▶ EXERCISE DATA
• • • •

//! `tokio-util` codec for framed byte streams.

use crate::frame::{Frame, FrameDecoder, DEFAULT_MAX_PAYLOAD};
use crate::WireError;
use bytes::BytesMut;
use tokio_util::codec::{Decoder, Encoder};

/// Stream codec producing and consuming [`Frame`]s
///
/// Decoding is resumable: an incomplete frame is left in the buffer until
/// more bytes arrive. Every error other than [`WireError::Io`] is fatal for
/// the stream.
#[derive(Debug, Default)]
pub struct FrameCodec {
    decoder: FrameDecoder,
}

impl FrameCodec {
    /// Create a codec with the default payload limit
    pub fn new() -> Self {
        Self::with_max_payload(DEFAULT_MAX_PAYLOAD)
    }

    /// Create a codec with a custom payload limit
    pub fn with_max_payload(max_payload: usize) -> Self {
        Self {
            decoder: FrameDecoder::with_max_payload(max_payload),
        }
    }

    /// Payload limit applied in both directions
    pub fn max_payload(&self) -> usize {
        self.decoder.max_payload()
    }
}

impl Decoder for FrameCodec {
    type Item = Frame;
    type Error = WireError;

    fn decode(&mut self, src: &mut BytesMut) -> Result<Option<Frame>, WireError> {
        self.decoder.decode(src)
    }
}

impl Encoder<Frame> for FrameCodec {
    type Error = WireError;

    fn encode(&mut self, frame: Frame, dst: &mut BytesMut) -> Result<(), WireError> {
        let size = frame.payload_len();
        if size > self.max_payload() {
            return Err(WireError::Size {
                size,
                max: self.max_payload(),
            });
        }
        frame.encode_into(dst)
    }
}

#[cfg(test)]
mod tests {
    use super::*;
    use crate::{ControlCode, ErrorCode};
    use bytes::Bytes;
    use futures::{SinkExt, StreamExt};
    use tokio_util::codec::{FramedRead, FramedWrite};

    #[tokio::test]
    async fn test_framed_duplex() {
        let (client, server) = tokio::io::duplex(64);
        let mut writer = FramedWrite::new(client, FrameCodec::new());
        let mut reader = FramedRead::new(server, FrameCodec::new());

        let frames = vec![
            Frame::control(8080, 1, ControlCode::SessionOpen),
            Frame::data(8080, 1, Bytes::from(vec![0xAB; 300])),
            Frame::error(8080, 1, ErrorCode::ConnReset),
            Frame::control(8080, 1, ControlCode::SessionClose),
        ];

        let expected = frames.clone();
        let send = tokio::spawn(async move {
            for frame in frames {
                writer.send(frame).await.unwrap();
            }
        });

        for frame in expected {
            assert_eq!(reader.next().await.unwrap().unwrap(), frame);
        }
        send.await.unwrap();
    }

    #[test]
    fn test_byte_at_a_time() {
        let frame = Frame::data(22, 3, Bytes::from_static(b"ssh-2.0"));
        let encoded = frame.encode().unwrap();

        let mut codec = FrameCodec::new();
        let mut buf = BytesMut::new();
        let mut decoded = None;
        for byte in encoded.iter() {
            assert!(decoded.is_none());
            buf.extend_from_slice(&[*byte]);
            decoded = codec.decode(&mut buf).unwrap();
        }
        assert_eq!(decoded, Some(frame));
    }

    #[test]
    fn test_encode_rejects_oversized_payload() {
        let mut codec = FrameCodec::with_max_payload(4);
        let mut dst = BytesMut::new();
        let result = codec.encode(Frame::data(1, 1, Bytes::from_static(b"12345")), &mut dst);
        assert!(matches!(result, Err(WireError::Size { size: 5, max: 4 })));
        assert!(dst.is_empty());
    }

    #[test]
    fn test_bad_version_is_fatal() {
        let mut buf = BytesMut::from(&[0x12u8, 0, 0, 80, 0, 0, 0, 1, 0, 0, 0, 0][..]);
        let err = FrameCodec::new().decode(&mut buf).unwrap_err();
        assert!(err.is_desync());
    }
}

• • • •

▶ WORK INSTRUCTION
Each line of the material above is to be retyped verbatim.

▶ ANSWER FOR THIS EXERCISE
//! `tokio-util` codec for framed byte streams.

use crate::frame::{Frame, FrameDecoder, DEFAULT_MAX_PAYLOAD};
use crate::WireError;
use bytes::BytesMut;
use tokio_util::codec::{Decoder, Encoder};

/// Stream codec producing and consuming [`Frame`]s
///
/// Decoding is resumable: an incomplete frame is left in the buffer until
/// more bytes arrive. Every error other than [`WireError::Io`] is fatal for
/// the stream.
#[derive(Debug, Default)]
pub struct FrameCodec {
    decoder: FrameDecoder,
}

impl FrameCodec {
    /// Create a codec with the default payload limit
    pub fn new() -> Self {
        Self::with_max_payload(DEFAULT_MAX_PAYLOAD)
    }

    /// Create a codec with a custom payload limit
    pub fn with_max_payload(max_payload: usize) -> Self {
        Self {
            decoder: FrameDecoder::with_max_payload(max_payload),
        }
    }

    /// Payload limit applied in both directions
    pub fn max_payload(&self) -> usize {
        self.decoder.max_payload()
    }
}

impl Decoder for FrameCodec {
    type Item = Frame;
    type Error = WireError;

    fn decode(&mut self, src: &mut BytesMut) -> Result<Option<Frame>, WireError> {
        self.decoder.decode(src)
    }
}

impl Encoder<Frame> for FrameCodec {
    type Error = WireError;

    fn encode(&mut self, frame: Frame, dst: &mut BytesMut) -> Result<(), WireError> {
        let size = frame.payload_len();
        if size > self.max_payload() {
            return Err(WireError::Size {
                size,
                max: self.max_payload(),
            });
        }
        frame.encode_into(dst)
    }
}

#[cfg(test)]
mod tests {
    use super::*;
    use crate::{ControlCode, ErrorCode};
    use bytes::Bytes;
    use futures::{SinkExt, StreamExt};
    use tokio_util::codec::{FramedRead, FramedWrite};

    #[tokio::test]
    async fn test_framed_duplex() {
        let (client, server) = tokio::io::duplex(64);
        let mut writer = FramedWrite::new(client, FrameCodec::new());
        let mut reader = FramedRead::new(server, FrameCodec::new());

        let frames = vec![
            Frame::control(8080, 1, ControlCode::SessionOpen),
            Frame::data(8080, 1, Bytes::from(vec![0xAB; 300])),
            Frame::error(8080, 1, ErrorCode::ConnReset),
            Frame::control(8080, 1, ControlCode::SessionClose),
        ];

        let expected = frames.clone();
        let send = tokio::spawn(async move {
            for frame in frames {
                writer.send(frame).await.unwrap();
            }
        });

        for frame in expected {
            assert_eq!(reader.next().await.unwrap().unwrap(), frame);
        }
        send.await.unwrap();
    }

    #[test]
    fn test_byte_at_a_time() {
        let frame = Frame::data(22, 3, Bytes::from_static(b"ssh-2.0"));
        let encoded = frame.encode().unwrap();

        let mut codec = FrameCodec::new();
        let mut buf = BytesMut::new();
        let mut decoded = None;
        for byte in encoded.iter() {
            assert!(decoded.is_none());
            buf.extend_from_slice(&[*byte]);
            decoded = codec.decode(&mut buf).unwrap();
        }
        assert_eq!(decoded, Some(frame));
    }

    #[test]
    fn test_encode_rejects_oversized_payload() {
        let mut codec = FrameCodec::with_max_payload(4);
        let mut dst = BytesMut::new();
        let result = codec.encode(Frame::data(1, 1, Bytes::from_static(b"12345")), &mut dst);
        assert!(matches!(result, Err(WireError::Size { size: 5, max: 4 })));
        assert!(dst.is_empty());
    }

    #[test]
    fn test_bad_version_is_fatal() {
        let mut buf = BytesMut::from(&[0x12u8, 0, 0, 80, 0, 0, 0, 1, 0, 0, 0, 0][..]);
        let err = FrameCodec::new().decode(&mut buf).unwrap_err();
        assert!(err.is_desync());
    }
}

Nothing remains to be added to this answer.